Twenty years after abandoning her baby, Victoria discovers diary pages left at the stone circle by Inga Tate, who found and raised him. Through these entries, Victoria learns her son's name-Lukas-and his complex upbringing alongside Inga's biological son Maxwell. The pages reveal how Lukas grew into a thoughtful young man who always sensed his difference, particularly from his volatile twin brother and dismissive adoptive father. This revelation illuminates the ripple effects of Victoria's desperate choice. Her son lived a life both blessed and troubled-saved from starvation but subjected to prejudice, loved by his adoptive mother but never fully belonging. Upon discovering his true origins before the Vietnam draft, Lukas enlists immediately, severing ties with his adoptive family. The novel culminates with Victoria, Inga, and eventually Lukas reuniting at Blue Mesa Reservoir-the man-made lake now covering Victoria's childhood home.
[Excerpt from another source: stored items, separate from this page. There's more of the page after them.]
//! # ragchat-retrieval
//!
//! The retrieval core of ragchat: document ingestion into a vector index and
//! nearest-neighbour retrieval at query time.
//!
//! ## Overview
//!
//! - [`cosine_similarity`] - similarity of two equal-length vectors
//! - [`Embedder`] - validating, time-bounded wrapper around an [`EmbeddingProvider`]
//! - [`VectorStore`] - namespace-scoped upsert/query contract, implemented by
//!   [`InMemoryVectorStore`] and the remote backends
//! - [`IngestionPipeline`] - source → text → truncate → embed → store, batched
//! - [`RetrievalPipeline`] - query → embed → top-K search → threshold
//!
//! ## Quick Start
//!
//! ```rust,ignore
//! use std::sync::Arc;
//! use ragchat_retrieval::*;
//!
//! let provider = Arc::new(MockEmbeddingProvider::new(64));
//! let store = Arc::new(InMemoryVectorStore::new());
//!
//! let ingestion = IngestionPipeline::builder()
//!     .embedding_provider(provider.clone())
//!     .vector_store(store.clone())
//!     .build()?;
//! ingestion.ingest("Zomato share price rose 5%", "doc_a").await?;
//!
//! let retrieval = RetrievalPipeline::builder()
//!     .embedding_provider(provider)
//!     .vector_store(store)
//!     .build()?;
//! let hits = retrieval.retrieve_default("Zomato share price").await?;
//! ```
//!
//! ## Features
//!
//! | Feature | Enables |
//! |---------|---------|
//! | `openai` | [`OpenAIEmbeddingProvider`](openai::OpenAIEmbeddingProvider) |
//! | `pinecone` | [`PineconeVectorStore`](pinecone::PineconeVectorStore) |
//! | `qdrant` | [`QdrantVectorStore`](qdrant::QdrantVectorStore) |
//! | `fetch` | [`WebTextSource`] for downloading and cleaning web pages |

pub mod config;
pub mod document;
pub mod embedding;
pub mod error;
pub mod inmemory;
pub mod ingestion;
pub mod math;
pub mod mock;
pub mod resilience;
pub mod retrieval;
pub mod source;
pub mod vectorstore;

#[cfg(feature = "openai")]
pub mod openai;
#[cfg(feature = "pinecone")]
pub mod pinecone;
#[cfg(feature = "qdrant")]
pub mod qdrant;

pub use config::{CHARS_PER_TOKEN, RagConfig, RagConfigBuilder};
pub use document::{Document, ScoredDocument};
pub use embedding::{Embedder, EmbeddingProvider};
pub use error::{RagError, Result};
pub use inmemory::InMemoryVectorStore;
pub use ingestion::{
    IngestItem, IngestOutcome, IngestReport, IngestSummary, IngestionPipeline,
    IngestionPipelineBuilder, SOURCE_METADATA_KEY, truncate,
};
pub use math::cosine_similarity;
pub use mock::MockEmbeddingProvider;
pub use resilience::RetryPolicy;
pub use retrieval::{RetrievalPipeline, RetrievalPipelineBuilder};
pub use source::{RawTextSource, TextSource};
#[cfg(feature = "fetch")]
pub use source::{WebTextSource, html_to_text};
pub use vectorstore::VectorStore;

#[cfg(feature = "openai")]
pub use openai::OpenAIEmbeddingProvider;
#[cfg(feature = "pinecone")]
pub use pinecone::PineconeVectorStore;
#[cfg(feature = "qdrant")]
pub use qdrant::QdrantVectorStore;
This setting embodies the novel's central metaphor: what lies beneath the surface of landscapes, lives, and memories continues to shape what remains visible above.
"Go as a River" fundamentally celebrates human resilience against overwhelming loss. Victoria endures devastating blows: her mother's early death, Wilson's brutal murder, the sacrifice of giving up her child, her father's slow decline, and her hometown's literal drowning beneath reservoir waters. Yet through each tragedy, she persists - planting trees in harsh Colorado soil and creating beauty in a world that showed her its darkest corners. Victoria's strength never feels superhuman but emerges from necessity and develops through daily practice - in the methodical work of tending orchards, in quiet moments of grief, in small acts of moving forward when standing still would be easier. "I realized that strength comes from both resilience and vulnerability," she reflects, "from small triumphs and countless failures." The novel's exploration extends beyond mere survival to transformation. Victoria learns to swim in grief without drowning, to hold both love and loss in the same heart, to find purpose in tending what remains while honoring what's lost. Her relationship with the land becomes a source of strength, teaching her that even harsh winters give way to spring. We learn that resilience isn't becoming impervious to pain, but remaining open to both suffering and joy, allowing life to flow through us like water through a canyon - shaping us but never breaking us completely.